AIM OF THE EXERCISE ▸
Set down each line from the start of the material exactly, please, up to and including the one that contains "and backgrounds stay".

MATERIAL FOR THIS EXERCISE ▸
____

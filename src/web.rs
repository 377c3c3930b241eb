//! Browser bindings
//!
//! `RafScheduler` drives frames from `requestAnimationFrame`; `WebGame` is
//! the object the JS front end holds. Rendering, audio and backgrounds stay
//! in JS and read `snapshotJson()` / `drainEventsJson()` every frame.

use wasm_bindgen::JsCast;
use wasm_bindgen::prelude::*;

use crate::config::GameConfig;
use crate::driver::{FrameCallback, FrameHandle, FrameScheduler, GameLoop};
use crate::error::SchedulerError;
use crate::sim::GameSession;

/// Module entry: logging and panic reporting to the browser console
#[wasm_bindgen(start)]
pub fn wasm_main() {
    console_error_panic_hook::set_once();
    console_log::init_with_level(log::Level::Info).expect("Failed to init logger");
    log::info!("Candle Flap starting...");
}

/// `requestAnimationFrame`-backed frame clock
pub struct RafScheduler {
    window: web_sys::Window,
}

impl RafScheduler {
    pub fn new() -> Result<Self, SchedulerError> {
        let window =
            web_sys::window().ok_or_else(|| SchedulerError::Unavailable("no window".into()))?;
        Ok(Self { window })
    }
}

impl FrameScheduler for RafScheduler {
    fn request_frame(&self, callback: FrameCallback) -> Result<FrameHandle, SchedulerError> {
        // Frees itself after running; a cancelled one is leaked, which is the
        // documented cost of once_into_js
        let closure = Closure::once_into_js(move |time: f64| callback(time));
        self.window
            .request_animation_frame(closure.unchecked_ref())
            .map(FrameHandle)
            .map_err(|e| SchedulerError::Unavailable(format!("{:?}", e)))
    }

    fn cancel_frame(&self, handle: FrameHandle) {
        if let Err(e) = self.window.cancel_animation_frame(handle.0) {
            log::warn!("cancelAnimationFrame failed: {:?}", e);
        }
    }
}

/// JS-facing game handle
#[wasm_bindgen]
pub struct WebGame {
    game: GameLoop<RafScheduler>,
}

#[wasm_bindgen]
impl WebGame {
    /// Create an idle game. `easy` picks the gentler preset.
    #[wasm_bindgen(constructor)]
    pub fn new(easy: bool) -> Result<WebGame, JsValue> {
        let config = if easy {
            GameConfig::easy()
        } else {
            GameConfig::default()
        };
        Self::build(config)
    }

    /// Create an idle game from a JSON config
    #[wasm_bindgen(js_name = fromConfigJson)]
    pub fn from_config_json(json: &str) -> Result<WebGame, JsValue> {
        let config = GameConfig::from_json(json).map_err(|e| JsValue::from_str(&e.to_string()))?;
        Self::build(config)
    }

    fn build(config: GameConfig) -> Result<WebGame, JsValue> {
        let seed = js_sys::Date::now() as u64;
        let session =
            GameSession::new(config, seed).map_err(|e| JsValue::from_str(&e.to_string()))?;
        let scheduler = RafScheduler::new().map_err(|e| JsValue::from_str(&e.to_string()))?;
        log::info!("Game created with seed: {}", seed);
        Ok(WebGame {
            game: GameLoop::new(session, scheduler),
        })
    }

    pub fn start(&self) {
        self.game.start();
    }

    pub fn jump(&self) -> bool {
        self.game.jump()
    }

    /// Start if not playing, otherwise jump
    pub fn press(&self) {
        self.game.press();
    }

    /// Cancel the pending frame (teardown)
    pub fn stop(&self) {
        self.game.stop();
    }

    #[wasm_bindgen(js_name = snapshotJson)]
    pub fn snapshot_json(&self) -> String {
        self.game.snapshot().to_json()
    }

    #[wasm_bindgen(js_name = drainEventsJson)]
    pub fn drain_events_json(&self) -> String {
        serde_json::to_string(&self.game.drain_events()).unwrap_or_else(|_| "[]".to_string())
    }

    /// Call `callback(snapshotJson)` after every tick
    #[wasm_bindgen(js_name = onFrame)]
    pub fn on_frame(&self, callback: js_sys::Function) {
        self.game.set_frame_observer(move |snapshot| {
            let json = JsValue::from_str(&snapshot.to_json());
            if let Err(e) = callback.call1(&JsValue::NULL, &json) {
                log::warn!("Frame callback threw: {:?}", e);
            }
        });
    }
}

____

RESPONSE BELOW ▸
filename src/web.rs
repository 377c3c3930b241eb
//! Browser bindings
//!
//! `RafScheduler` drives frames from `requestAnimationFrame`; `WebGame` is
//! the object the JS front end holds. Rendering, audio and backgrounds stay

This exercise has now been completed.